BEGIN Supplied material
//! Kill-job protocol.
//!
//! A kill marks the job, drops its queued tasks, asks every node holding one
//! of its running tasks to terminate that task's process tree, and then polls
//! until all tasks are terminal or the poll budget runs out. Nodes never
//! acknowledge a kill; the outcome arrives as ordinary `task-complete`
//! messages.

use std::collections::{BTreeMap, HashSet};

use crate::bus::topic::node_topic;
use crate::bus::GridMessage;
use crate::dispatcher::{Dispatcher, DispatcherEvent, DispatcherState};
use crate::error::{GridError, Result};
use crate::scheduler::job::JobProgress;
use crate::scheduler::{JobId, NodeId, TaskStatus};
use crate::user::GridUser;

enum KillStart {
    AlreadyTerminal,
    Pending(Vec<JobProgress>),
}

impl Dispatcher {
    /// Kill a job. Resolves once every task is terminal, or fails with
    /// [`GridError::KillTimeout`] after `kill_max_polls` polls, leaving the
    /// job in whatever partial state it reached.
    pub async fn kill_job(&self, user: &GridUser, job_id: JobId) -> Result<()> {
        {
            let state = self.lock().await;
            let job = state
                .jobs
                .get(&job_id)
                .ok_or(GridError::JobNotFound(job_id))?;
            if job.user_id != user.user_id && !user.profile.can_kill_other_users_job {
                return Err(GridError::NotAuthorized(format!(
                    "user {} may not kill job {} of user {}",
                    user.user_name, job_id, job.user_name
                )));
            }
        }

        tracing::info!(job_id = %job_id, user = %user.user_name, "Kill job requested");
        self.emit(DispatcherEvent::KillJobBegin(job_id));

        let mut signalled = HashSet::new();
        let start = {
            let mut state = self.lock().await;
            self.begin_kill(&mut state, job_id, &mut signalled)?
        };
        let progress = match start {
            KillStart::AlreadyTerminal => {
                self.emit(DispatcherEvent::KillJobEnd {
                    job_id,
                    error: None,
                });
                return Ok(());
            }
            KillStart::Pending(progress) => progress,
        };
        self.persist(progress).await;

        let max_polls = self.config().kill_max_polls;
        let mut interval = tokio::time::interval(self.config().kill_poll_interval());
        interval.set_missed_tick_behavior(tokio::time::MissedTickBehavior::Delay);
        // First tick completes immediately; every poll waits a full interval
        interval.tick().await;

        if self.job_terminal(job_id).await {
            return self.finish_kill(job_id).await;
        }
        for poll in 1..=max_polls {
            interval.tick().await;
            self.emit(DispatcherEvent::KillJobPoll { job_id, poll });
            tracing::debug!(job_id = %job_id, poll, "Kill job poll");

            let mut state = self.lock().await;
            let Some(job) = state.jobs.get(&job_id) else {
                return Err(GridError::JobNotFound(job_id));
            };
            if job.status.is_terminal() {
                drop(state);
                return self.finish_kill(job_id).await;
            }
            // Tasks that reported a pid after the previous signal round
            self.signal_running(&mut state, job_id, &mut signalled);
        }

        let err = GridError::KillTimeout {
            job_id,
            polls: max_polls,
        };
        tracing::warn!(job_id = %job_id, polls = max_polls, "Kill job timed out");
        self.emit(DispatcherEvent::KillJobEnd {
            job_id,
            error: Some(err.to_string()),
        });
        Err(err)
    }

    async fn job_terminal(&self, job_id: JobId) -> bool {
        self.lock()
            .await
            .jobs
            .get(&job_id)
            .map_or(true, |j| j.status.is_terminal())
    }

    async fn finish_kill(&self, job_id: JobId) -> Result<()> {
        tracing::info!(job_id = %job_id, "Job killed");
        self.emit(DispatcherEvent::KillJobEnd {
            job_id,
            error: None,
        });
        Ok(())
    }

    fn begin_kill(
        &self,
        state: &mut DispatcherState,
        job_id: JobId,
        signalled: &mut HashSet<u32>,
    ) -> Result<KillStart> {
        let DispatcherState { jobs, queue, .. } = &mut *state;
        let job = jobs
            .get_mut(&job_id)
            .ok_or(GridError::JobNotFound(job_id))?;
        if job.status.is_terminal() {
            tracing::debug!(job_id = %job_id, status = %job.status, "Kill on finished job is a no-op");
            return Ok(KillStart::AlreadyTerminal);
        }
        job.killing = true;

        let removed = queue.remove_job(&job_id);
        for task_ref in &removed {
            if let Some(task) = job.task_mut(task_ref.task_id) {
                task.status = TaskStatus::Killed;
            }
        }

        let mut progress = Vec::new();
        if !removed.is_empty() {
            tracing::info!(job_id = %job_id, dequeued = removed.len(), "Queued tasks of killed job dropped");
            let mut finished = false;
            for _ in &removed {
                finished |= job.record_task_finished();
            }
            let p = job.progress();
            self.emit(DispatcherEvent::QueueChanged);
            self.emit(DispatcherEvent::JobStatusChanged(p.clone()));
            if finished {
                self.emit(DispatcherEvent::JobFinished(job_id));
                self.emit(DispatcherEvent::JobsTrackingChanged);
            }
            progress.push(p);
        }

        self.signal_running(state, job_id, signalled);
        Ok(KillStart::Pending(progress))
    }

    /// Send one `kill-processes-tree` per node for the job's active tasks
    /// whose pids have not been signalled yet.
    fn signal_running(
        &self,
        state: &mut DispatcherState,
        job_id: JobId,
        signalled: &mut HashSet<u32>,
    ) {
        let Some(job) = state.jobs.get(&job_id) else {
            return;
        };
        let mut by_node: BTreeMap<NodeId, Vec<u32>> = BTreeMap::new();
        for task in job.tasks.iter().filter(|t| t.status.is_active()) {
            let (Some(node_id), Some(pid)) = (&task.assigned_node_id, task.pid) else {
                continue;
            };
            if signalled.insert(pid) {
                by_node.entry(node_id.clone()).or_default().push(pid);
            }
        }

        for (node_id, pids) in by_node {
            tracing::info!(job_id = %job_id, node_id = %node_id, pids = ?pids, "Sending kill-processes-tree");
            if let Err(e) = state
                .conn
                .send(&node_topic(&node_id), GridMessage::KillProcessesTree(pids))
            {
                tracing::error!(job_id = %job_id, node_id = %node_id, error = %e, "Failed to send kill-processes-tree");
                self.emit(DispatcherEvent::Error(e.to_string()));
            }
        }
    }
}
END Supplied material
§ **Problem to solve**: Return a copy of each line in the entries that contains "NodeId".

§ **Result of this exercise**:
use crate::scheduler::{JobId, NodeId, TaskStatus};
        let mut by_node: BTreeMap<NodeId, Vec<u32>> = BTreeMap::new();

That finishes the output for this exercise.